In full and without change, return each entry.

#####

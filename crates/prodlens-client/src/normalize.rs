//! Conversion of raw provider records into view models.
//!
//! Nothing here fails: missing text becomes [`NOT_AVAILABLE`], missing images
//! become a placeholder keyed by name, missing lists stay empty, and numeric
//! fields are clamped to their documented scales.

use std::collections::HashSet;

use prodlens_core::{
    placeholder_image_url, ComparisonMetric, ComparisonResult, Product, ProductDetail,
    ProductUpdate, UpdateType, NOT_AVAILABLE,
};
use serde_json::Value;

use crate::types::{RawComparison, RawMetric, RawProduct, RawProductDetail, RawUpdate};

const MAX_RATING: f64 = 5.0;
const MAX_SCORE: f64 = 10.0;

fn text_or_na(value: Option<String>) -> String {
    value.unwrap_or_else(|| NOT_AVAILABLE.to_string())
}

/// The canonical list unless it is empty.
fn prefer_list(canonical: Vec<String>, alternate: Vec<String>) -> Vec<String> {
    if canonical.is_empty() {
        alternate
    } else {
        canonical
    }
}

fn image_or_placeholder(image_url: Option<String>, name: &str) -> String {
    image_url.unwrap_or_else(|| placeholder_image_url(name))
}

/// Converts a list of raw records into products with unique ids.
///
/// Records that are not JSON objects are dropped. A missing id is replaced
/// by the record's 1-based position; a repeated id gets a `-N` suffix.
#[must_use]
pub fn normalize_products(records: Vec<Value>) -> Vec<Product> {
    let mut seen = HashSet::new();
    records
        .into_iter()
        .filter(Value::is_object)
        .filter_map(|record| serde_json::from_value::<RawProduct>(record).ok())
        .enumerate()
        .map(|(idx, raw)| {
            let mut product = normalize_product(raw, idx);
            product.id = unique_id(&mut seen, product.id);
            product
        })
        .collect()
}

/// Converts one raw product; `position` is its 0-based index in the response.
#[must_use]
pub fn normalize_product(raw: RawProduct, position: usize) -> Product {
    let name = text_or_na(raw.name);
    let image_url = image_or_placeholder(raw.image_url.or(raw.image_url_snake), &name);

    Product {
        id: raw.id.unwrap_or_else(|| (position + 1).to_string()),
        description: text_or_na(raw.description),
        price: text_or_na(raw.price),
        features: prefer_list(raw.features, raw.key_features),
        category: text_or_na(raw.category),
        brand: text_or_na(raw.brand),
        rating: raw.rating.map(|r| r.clamp(0.0, MAX_RATING)),
        release_date: text_or_na(raw.release_date.or(raw.release_date_snake)),
        image_url,
        name,
    }
}

/// Converts a comparison answer.
///
/// `requested` holds the two names the user typed; they stand in for names
/// the provider omitted.
#[must_use]
pub fn normalize_comparison(value: Value, requested: (&str, &str)) -> ComparisonResult {
    let raw = if value.is_object() {
        serde_json::from_value::<RawComparison>(value).unwrap_or_default()
    } else {
        RawComparison::default()
    };

    let comparison_metrics = raw
        .comparison_metrics
        .into_iter()
        .filter_map(normalize_metric)
        .collect();

    ComparisonResult {
        product1: normalize_detail(raw.product1, requested.0),
        product2: normalize_detail(raw.product2, requested.1),
        comparison_metrics,
    }
}

#[must_use]
pub fn normalize_detail(raw: Option<RawProductDetail>, fallback_name: &str) -> ProductDetail {
    let raw = raw.unwrap_or_default();
    let name = raw.name.unwrap_or_else(|| {
        let trimmed = fallback_name.trim();
        if trimmed.is_empty() {
            NOT_AVAILABLE.to_string()
        } else {
            trimmed.to_string()
        }
    });
    let image_url = image_or_placeholder(raw.image_url, &name);

    ProductDetail {
        price: text_or_na(raw.price),
        rating: raw.rating.map(|r| r.clamp(0.0, MAX_RATING)),
        key_features: prefer_list(raw.key_features, raw.features),
        pros: raw.pros,
        cons: raw.cons,
        ideal_for: text_or_na(raw.ideal_for),
        image_url,
        name,
    }
}

/// Metrics with neither a name nor any score carry no information and are dropped.
fn normalize_metric(raw: RawMetric) -> Option<ComparisonMetric> {
    if raw.name.is_none() && raw.product1_score.is_none() && raw.product2_score.is_none() {
        return None;
    }
    let score = |s: Option<f64>| s.unwrap_or(0.0).clamp(0.0, MAX_SCORE);
    Some(ComparisonMetric {
        name: text_or_na(raw.name),
        product1_score: score(raw.product1_score),
        product2_score: score(raw.product2_score),
    })
}

/// Converts a list of raw update records.
///
/// `category` is the category that was requested; it fills records that do
/// not name their own.
#[must_use]
pub fn normalize_updates(records: Vec<Value>, category: &str) -> Vec<ProductUpdate> {
    let mut seen = HashSet::new();
    records
        .into_iter()
        .filter(Value::is_object)
        .filter_map(|record| serde_json::from_value::<RawUpdate>(record).ok())
        .enumerate()
        .map(|(idx, raw)| {
            let mut update = normalize_update(raw, idx, category);
            update.id = unique_id(&mut seen, update.id);
            update
        })
        .collect()
}

#[must_use]
pub fn normalize_update(raw: RawUpdate, position: usize, category: &str) -> ProductUpdate {
    let product_name = text_or_na(raw.product_name.or(raw.title));
    let image_url = image_or_placeholder(raw.image_url, &product_name);
    let category = raw.category.unwrap_or_else(|| {
        let trimmed = category.trim();
        if trimmed.is_empty() {
            NOT_AVAILABLE.to_string()
        } else {
            trimmed.to_string()
        }
    });

    ProductUpdate {
        id: raw.id.unwrap_or_else(|| format!("update{}", position + 1)),
        update_type: raw.update_type.or(raw.kind).as_deref().map_or_else(
            || UpdateType::Other(NOT_AVAILABLE.to_string()),
            UpdateType::parse,
        ),
        date: text_or_na(raw.date),
        description: text_or_na(raw.description),
        highlights: raw.highlights,
        source: raw.source,
        url: raw.url,
        product_name,
        category,
        image_url,
    }
}

fn unique_id(seen: &mut HashSet<String>, id: String) -> String {
    if seen.insert(id.clone()) {
        return id;
    }
    let mut n = 2usize;
    loop {
        let candidate = format!("{id}-{n}");
        if seen.insert(candidate.clone()) {
            return candidate;
        }
        n += 1;
    }
}

#[cfg(test)]
#[path = "normalize_test.rs"]
mod tests;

#####

◆ ANSWER FOR THIS EXERCISE
filename crates/prodlens-client/src/normalize.rs
//! Conversion of raw provider records into view models.
//!
//! Nothing here fails: missing text becomes [`NOT_AVAILABLE`], missing images
//! become a placeholder keyed by name, missing lists stay empty, and numeric
//! fields are clamped to their documented scales.

use std::collections::HashSet;

use prodlens_core::{
    placeholder_image_url, ComparisonMetric, ComparisonResult, Product, ProductDetail,
    ProductUpdate, UpdateType, NOT_AVAILABLE,
};
use serde_json::Value;

use crate::types::{RawComparison, RawMetric, RawProduct, RawProductDetail, RawUpdate};

const MAX_RATING: f64 = 5.0;
const MAX_SCORE: f64 = 10.0;

fn text_or_na(value: Option<String>) -> String {
    value.unwrap_or_else(|| NOT_AVAILABLE.to_string())
}

/// The canonical list unless it is empty.
fn prefer_list(canonical: Vec<String>, alternate: Vec<String>) -> Vec<String> {
    if canonical.is_empty() {
        alternate
    } else {
        canonical
    }
}

fn image_or_placeholder(image_url: Option<String>, name: &str) -> String {
    image_url.unwrap_or_else(|| placeholder_image_url(name))
}

/// Converts a list of raw records into products with unique ids.
///
/// Records that are not JSON objects are dropped. A missing id is replaced
/// by the record's 1-based position; a repeated id gets a `-N` suffix.
#[must_use]
pub fn normalize_products(records: Vec<Value>) -> Vec<Product> {
    let mut seen = HashSet::new();
    records
        .into_iter()
        .filter(Value::is_object)
        .filter_map(|record| serde_json::from_value::<RawProduct>(record).ok())
        .enumerate()
        .map(|(idx, raw)| {
            let mut product = normalize_product(raw, idx);
            product.id = unique_id(&mut seen, product.id);
            product
        })
        .collect()
}

/// Converts one raw product; `position` is its 0-based index in the response.
#[must_use]
pub fn normalize_product(raw: RawProduct, position: usize) -> Product {
    let name = text_or_na(raw.name);
    let image_url = image_or_placeholder(raw.image_url.or(raw.image_url_snake), &name);

    Product {
        id: raw.id.unwrap_or_else(|| (position + 1).to_string()),
        description: text_or_na(raw.description),
        price: text_or_na(raw.price),
        features: prefer_list(raw.features, raw.key_features),
        category: text_or_na(raw.category),
        brand: text_or_na(raw.brand),
        rating: raw.rating.map(|r| r.clamp(0.0, MAX_RATING)),
        release_date: text_or_na(raw.release_date.or(raw.release_date_snake)),
        image_url,
        name,
    }
}

/// Converts a comparison answer.
///
/// `requested` holds the two names the user typed; they stand in for names
/// the provider omitted.
#[must_use]
pub fn normalize_comparison(value: Value, requested: (&str, &str)) -> ComparisonResult {
    let raw = if value.is_object() {
        serde_json::from_value::<RawComparison>(value).unwrap_or_default()
    } else {
        RawComparison::default()
    };

    let comparison_metrics = raw
        .comparison_metrics
        .into_iter()
        .filter_map(normalize_metric)
        .collect();

    ComparisonResult {
        product1: normalize_detail(raw.product1, requested.0),
        product2: normalize_detail(raw.product2, requested.1),
        comparison_metrics,
    }
}

#[must_use]
pub fn normalize_detail(raw: Option<RawProductDetail>, fallback_name: &str) -> ProductDetail {
    let raw = raw.unwrap_or_default();
    let name = raw.name.unwrap_or_else(|| {
        let trimmed = fallback_name.trim();
        if trimmed.is_empty() {
            NOT_AVAILABLE.to_string()
        } else {
            trimmed.to_string()
        }
    });
    let image_url = image_or_placeholder(raw.image_url, &name);

    ProductDetail {
        price: text_or_na(raw.price),
        rating: raw.rating.map(|r| r.clamp(0.0, MAX_RATING)),
        key_features: prefer_list(raw.key_features, raw.features),
        pros: raw.pros,
        cons: raw.cons,
        ideal_for: text_or_na(raw.ideal_for),
        image_url,
        name,
    }
}

/// Metrics with neither a name nor any score carry no information and are dropped.
fn normalize_metric(raw: RawMetric) -> Option<ComparisonMetric> {
    if raw.name.is_none() && raw.product1_score.is_none() && raw.product2_score.is_none() {
        return None;
    }
    let score = |s: Option<f64>| s.unwrap_or(0.0).clamp(0.0, MAX_SCORE);
    Some(ComparisonMetric {
        name: text_or_na(raw.name),
        product1_score: score(raw.product1_score),
        product2_score: score(raw.product2_score),
    })
}

/// Converts a list of raw update records.
///
/// `category` is the category that was requested; it fills records that do
/// not name their own.
#[must_use]
pub fn normalize_updates(records: Vec<Value>, category: &str) -> Vec<ProductUpdate> {
    let mut seen = HashSet::new();
    records
        .into_iter()
        .filter(Value::is_object)
        .filter_map(|record| serde_json::from_value::<RawUpdate>(record).ok())
        .enumerate()
        .map(|(idx, raw)| {
            let mut update = normalize_update(raw, idx, category);
            update.id = unique_id(&mut seen, update.id);
            update
        })
        .collect()
}

#[must_use]
pub fn normalize_update(raw: RawUpdate, position: usize, category: &str) -> ProductUpdate {
    let product_name = text_or_na(raw.product_name.or(raw.title));
    let image_url = image_or_placeholder(raw.image_url, &product_name);
    let category = raw.category.unwrap_or_else(|| {
        let trimmed = category.trim();
        if trimmed.is_empty() {
            NOT_AVAILABLE.to_string()
        } else {
            trimmed.to_string()
        }
    });

    ProductUpdate {
        id: raw.id.unwrap_or_else(|| format!("update{}", position + 1)),
        update_type: raw.update_type.or(raw.kind).as_deref().map_or_else(
            || UpdateType::Other(NOT_AVAILABLE.to_string()),
            UpdateType::parse,
        ),
        date: text_or_na(raw.date),
        description: text_or_na(raw.description),
        highlights: raw.highlights,
        source: raw.source,
        url: raw.url,
        product_name,
        category,
        image_url,
    }
}

fn unique_id(seen: &mut HashSet<String>, id: String) -> String {
    if seen.insert(id.clone()) {
        return id;
    }
    let mut n = 2usize;
    loop {
        let candidate = format!("{id}-{n}");
        if seen.insert(candidate.clone()) {
            return candidate;
        }
        n += 1;
    }
}

#[cfg(test)]
#[path = "normalize_test.rs"]
mod tests;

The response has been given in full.